Records shown:
------------------------------

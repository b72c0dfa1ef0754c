//! # NSG RPC Client
//!
//! [`ChainClient`](nsg_types::ChainClient) over the NSG node's HTTP API.
//!
//! ## Endpoints
//!
//! | Operation | Request |
//! |-----------|---------|
//! | `get_height` | `GET /api/blocks/getHeight` |
//! | `get_block_by_height` | `GET /api/blocks/get?height=` |
//! | `get_transactions_by_block` | `GET /api/transactions?blockId=` |
//! | `get_transaction` | `GET /api/uia/transactions/get?id=` |
//! | `get_balance` | `GET /api/accounts/getBalance?address=` |
//! | `get_asset_balance` | `GET /api/uia/balances/{address}/{currency}` |
//! | `broadcast` | `POST /peer/transactions` (`magic`, `version` headers) |
//!
//! Every request is bounded by the configured timeouts; a hung node surfaces
//! as [`ChainClientError::Connection`](nsg_types::ChainClientError::Connection).

#![warn(missing_docs)]
#![warn(clippy::all)]

pub mod client;
pub mod config;
pub mod types;

pub use client::{ClientError, NsgRpcClient, NETWORK_MAGIC, PEER_VERSION};
pub use config::ClientConfig;

/// Crate version
pub const VERSION: &str = env!("CARGO_PKG_VERSION");
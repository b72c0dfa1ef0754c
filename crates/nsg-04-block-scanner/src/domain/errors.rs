//! # Domain Errors

use nsg_02_chain_store::StoreError;
use nsg_03_tx_extraction::PipelineError;
use nsg_types::{AmountError, ChainClientError};
use thiserror::Error;

/// Block scanner errors.
#[derive(Debug, Error)]
pub enum ScannerError {
    /// Local storage failed. Fatal to the scan loop.
    #[error("Storage error: {0}")]
    Storage(#[from] StoreError),

    /// The node could not serve a request.
    #[error("Chain client error: {0}")]
    Chain(#[from] ChainClientError),

    /// A block's extraction did not fully succeed.
    #[error("Extraction pipeline error: {0}")]
    Pipeline(#[from] PipelineError),

    /// Rescans must start above genesis.
    #[error("Rescan height must be greater than 0, got {0}")]
    InvalidRescanHeight(u64),

    /// The remote chain is too short to derive a head block.
    #[error("Remote chain height {0} has no head block")]
    NoHeadBlock(u64),

    /// The node did not report which block holds a transaction.
    #[error("Transaction {0} has no block height")]
    MissingBlockHeight(String),

    /// A single transaction could not be classified.
    #[error("Extraction of {tx_id} failed: {reason}")]
    Extraction {
        /// Transaction id.
        tx_id: String,
        /// Failure reason.
        reason: String,
    },

    /// A node amount could not be decoded.
    #[error("Invalid amount: {0}")]
    Amount(#[from] AmountError),
}

impl ScannerError {
    /// Whether the condition may clear on a later pass.
    pub fn is_transient(&self) -> bool {
        matches!(self, ScannerError::Chain(_) | ScannerError::NoHeadBlock(_))
    }
}
//! # Outbound Ports
//!
//! Downstream consumers of scan results.

use std::sync::atomic::{AtomicBool, Ordering};

use async_trait::async_trait;
use nsg_types::{BlockHeader, UnscanRecord};
use parking_lot::RwLock;

use crate::domain::{ObserverError, SinkError, TxExtractData};

/// Receives block and ledger entry notifications.
#[async_trait]
pub trait BlockScanObserver: Send + Sync {
    /// A block was scanned, or a stale block was dropped by a fork.
    async fn block_scan_notify(&self, header: &BlockHeader, is_fork: bool)
        -> Result<(), ObserverError>;

    /// A ledger entry was derived for `account_key`.
    async fn block_extract_data_notify(
        &self,
        account_key: &str,
        data: &TxExtractData,
    ) -> Result<(), ObserverError>;
}

/// Persists failed work for a later rescan.
pub trait UnscanSink: Send + Sync {
    /// Record a failure.
    fn record_failure(&self, record: UnscanRecord) -> Result<(), SinkError>;
}

// =============================================================================
// Mock Implementations for Testing
// =============================================================================

/// Observer that records every notification.
#[derive(Default)]
pub struct RecordingObserver {
    blocks: RwLock<Vec<(BlockHeader, bool)>>,
    entries: RwLock<Vec<(String, TxExtractData)>>,
    reject_entries: AtomicBool,
}

impl RecordingObserver {
    /// Observer that accepts everything.
    pub fn new() -> Self {
        Self::default()
    }

    /// Reject (or accept again) entry notifications.
    pub fn set_reject_entries(&self, reject: bool) {
        self.reject_entries.store(reject, Ordering::SeqCst);
    }

    /// Block notifications received, with their fork flag.
    pub fn blocks(&self) -> Vec<(BlockHeader, bool)> {
        self.blocks.read().clone()
    }

    /// Fork notifications received.
    pub fn forks(&self) -> Vec<BlockHeader> {
        self.blocks
            .read()
            .iter()
            .filter(|(_, is_fork)| *is_fork)
            .map(|(header, _)| header.clone())
            .collect()
    }

    /// Accepted entries.
    pub fn entries(&self) -> Vec<(String, TxExtractData)> {
        self.entries.read().clone()
    }

    /// Accepted entries for one account.
    pub fn entries_for(&self, account_key: &str) -> Vec<TxExtractData> {
        self.entries
            .read()
            .iter()
            .filter(|(key, _)| key == account_key)
            .map(|(_, data)| data.clone())
            .collect()
    }
}

#[async_trait]
impl BlockScanObserver for RecordingObserver {
    async fn block_scan_notify(
        &self,
        header: &BlockHeader,
        is_fork: bool,
    ) -> Result<(), ObserverError> {
        self.blocks.write().push((header.clone(), is_fork));
        Ok(())
    }

    async fn block_extract_data_notify(
        &self,
        account_key: &str,
        data: &TxExtractData,
    ) -> Result<(), ObserverError> {
        if self.reject_entries.load(Ordering::SeqCst) {
            return Err(ObserverError("Mock rejection".to_string()));
        }
        self.entries
            .write()
            .push((account_key.to_string(), data.clone()));
        Ok(())
    }
}

/// Sink that keeps records in memory.
#[derive(Default)]
pub struct MemoryUnscanSink {
    records: RwLock<Vec<UnscanRecord>>,
}

impl MemoryUnscanSink {
    /// Empty sink.
    pub fn new() -> Self {
        Self::default()
    }

    /// Records received so far.
    pub fn records(&self) -> Vec<UnscanRecord> {
        self.records.read().clone()
    }
}

impl UnscanSink for MemoryUnscanSink {
    fn record_failure(&self, record: UnscanRecord) -> Result<(), SinkError> {
        self.records.write().push(record);
        Ok(())
    }
}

------------------------------

What to work on:
Reproduce each line of the material above precisely.

Written response:
repository b72c0dfa1ef0754c
//! # NSG RPC Client
//!
//! [`ChainClient`](nsg_types::ChainClient) over the NSG node's HTTP API.
//!
//! ## Endpoints
//!
//! | Operation | Request |
//! |-----------|---------|
//! | `get_height` | `GET /api/blocks/getHeight` |
//! | `get_block_by_height` | `GET /api/blocks/get?height=` |
//! | `get_transactions_by_block` | `GET /api/transactions?blockId=` |
//! | `get_transaction` | `GET /api/uia/transactions/get?id=` |
//! | `get_balance` | `GET /api/accounts/getBalance?address=` |
//! | `get_asset_balance` | `GET /api/uia/balances/{address}/{currency}` |
//! | `broadcast` | `POST /peer/transactions` (`magic`, `version` headers) |
//!
//! Every request is bounded by the configured timeouts; a hung node surfaces
//! as [`ChainClientError::Connection`](nsg_types::ChainClientError::Connection).

#![warn(missing_docs)]
#![warn(clippy::all)]

pub mod client;
pub mod config;
pub mod types;

pub use client::{ClientError, NsgRpcClient, NETWORK_MAGIC, PEER_VERSION};
pub use config::ClientConfig;

/// Crate version
pub const VERSION: &str = env!("CARGO_PKG_VERSION");
repository b72c0dfa1ef0754c
filename crates/nsg-04-block-scanner/src/domain/errors.rs
//! # Domain Errors

use nsg_02_chain_store::StoreError;
use nsg_03_tx_extraction::PipelineError;
use nsg_types::{AmountError, ChainClientError};
use thiserror::Error;

/// Block scanner errors.
#[derive(Debug, Error)]
pub enum ScannerError {
    /// Local storage failed. Fatal to the scan loop.
    #[error("Storage error: {0}")]
    Storage(#[from] StoreError),

    /// The node could not serve a request.
    #[error("Chain client error: {0}")]
    Chain(#[from] ChainClientError),

    /// A block's extraction did not fully succeed.
    #[error("Extraction pipeline error: {0}")]
    Pipeline(#[from] PipelineError),

    /// Rescans must start above genesis.
    #[error("Rescan height must be greater than 0, got {0}")]
    InvalidRescanHeight(u64),

    /// The remote chain is too short to derive a head block.
    #[error("Remote chain height {0} has no head block")]
    NoHeadBlock(u64),

    /// The node did not report which block holds a transaction.
    #[error("Transaction {0} has no block height")]
    MissingBlockHeight(String),

    /// A single transaction could not be classified.
    #[error("Extraction of {tx_id} failed: {reason}")]
    Extraction {
        /// Transaction id.
        tx_id: String,
        /// Failure reason.
        reason: String,
    },

    /// A node amount could not be decoded.
    #[error("Invalid amount: {0}")]
    Amount(#[from] AmountError),
}

impl ScannerError {
    /// Whether the condition may clear on a later pass.
    pub fn is_transient(&self) -> bool {
        matches!(self, ScannerError::Chain(_) | ScannerError::NoHeadBlock(_))
    }
}
//! # Outbound Ports
//!
//! Downstream consumers of scan results.

use std::sync::atomic::{AtomicBool, Ordering};

use async_trait::async_trait;
use nsg_types::{BlockHeader, UnscanRecord};
use parking_lot::RwLock;

use crate::domain::{ObserverError, SinkError, TxExtractData};

/// Receives block and ledger entry notifications.
#[async_trait]
pub trait BlockScanObserver: Send + Sync {
    /// A block was scanned, or a stale block was dropped by a fork.
    async fn block_scan_notify(&self, header: &BlockHeader, is_fork: bool)
        -> Result<(), ObserverError>;

    /// A ledger entry was derived for `account_key`.
    async fn block_extract_data_notify(
        &self,
        account_key: &str,
        data: &TxExtractData,
    ) -> Result<(), ObserverError>;
}

/// Persists failed work for a later rescan.
pub trait UnscanSink: Send + Sync {
    /// Record a failure.
    fn record_failure(&self, record: UnscanRecord) -> Result<(), SinkError>;
}

// =============================================================================
// Mock Implementations for Testing
// =============================================================================

/// Observer that records every notification.
#[derive(Default)]
pub struct RecordingObserver {
    blocks: RwLock<Vec<(BlockHeader, bool)>>,
    entries: RwLock<Vec<(String, TxExtractData)>>,
    reject_entries: AtomicBool,
}

impl RecordingObserver {
    /// Observer that accepts everything.
    pub fn new() -> Self {
        Self::default()
    }

    /// Reject (or accept again) entry notifications.
    pub fn set_reject_entries(&self, reject: bool) {
        self.reject_entries.store(reject, Ordering::SeqCst);
    }

    /// Block notifications received, with their fork flag.
    pub fn blocks(&self) -> Vec<(BlockHeader, bool)> {
        self.blocks.read().clone()
    }

    /// Fork notifications received.
    pub fn forks(&self) -> Vec<BlockHeader> {
        self.blocks
            .read()
            .iter()
            .filter(|(_, is_fork)| *is_fork)
            .map(|(header, _)| header.clone())
            .collect()
    }

    /// Accepted entries.
    pub fn entries(&self) -> Vec<(String, TxExtractData)> {
        self.entries.read().clone()
    }

    /// Accepted entries for one account.
    pub fn entries_for(&self, account_key: &str) -> Vec<TxExtractData> {
        self.entries
            .read()
            .iter()
            .filter(|(key, _)| key == account_key)
            .map(|(_, data)| data.clone())
            .collect()
    }
}

#[async_trait]
impl BlockScanObserver for RecordingObserver {
    async fn block_scan_notify(
        &self,
        header: &BlockHeader,
        is_fork: bool,
    ) -> Result<(), ObserverError> {
        self.blocks.write().push((header.clone(), is_fork));
        Ok(())
    }

    async fn block_extract_data_notify(
        &self,
        account_key: &str,
        data: &TxExtractData,
    ) -> Result<(), ObserverError> {
        if self.reject_entries.load(Ordering::SeqCst) {
            return Err(ObserverError("Mock rejection".to_string()));
        }
        self.entries
            .write()
            .push((account_key.to_string(), data.clone()));
        Ok(())
    }
}

/// Sink that keeps records in memory.
#[derive(Default)]
pub struct MemoryUnscanSink {
    records: RwLock<Vec<UnscanRecord>>,
}

impl MemoryUnscanSink {
    /// Empty sink.
    pub fn new() -> Self {
        Self::default()
    }

    /// Records received so far.
    pub fn records(&self) -> Vec<UnscanRecord> {
        self.records.read().clone()
    }
}

impl UnscanSink for MemoryUnscanSink {
    fn record_failure(&self, record: UnscanRecord) -> Result<(), SinkError> {
        self.records.write().push(record);
        Ok(())
    }
}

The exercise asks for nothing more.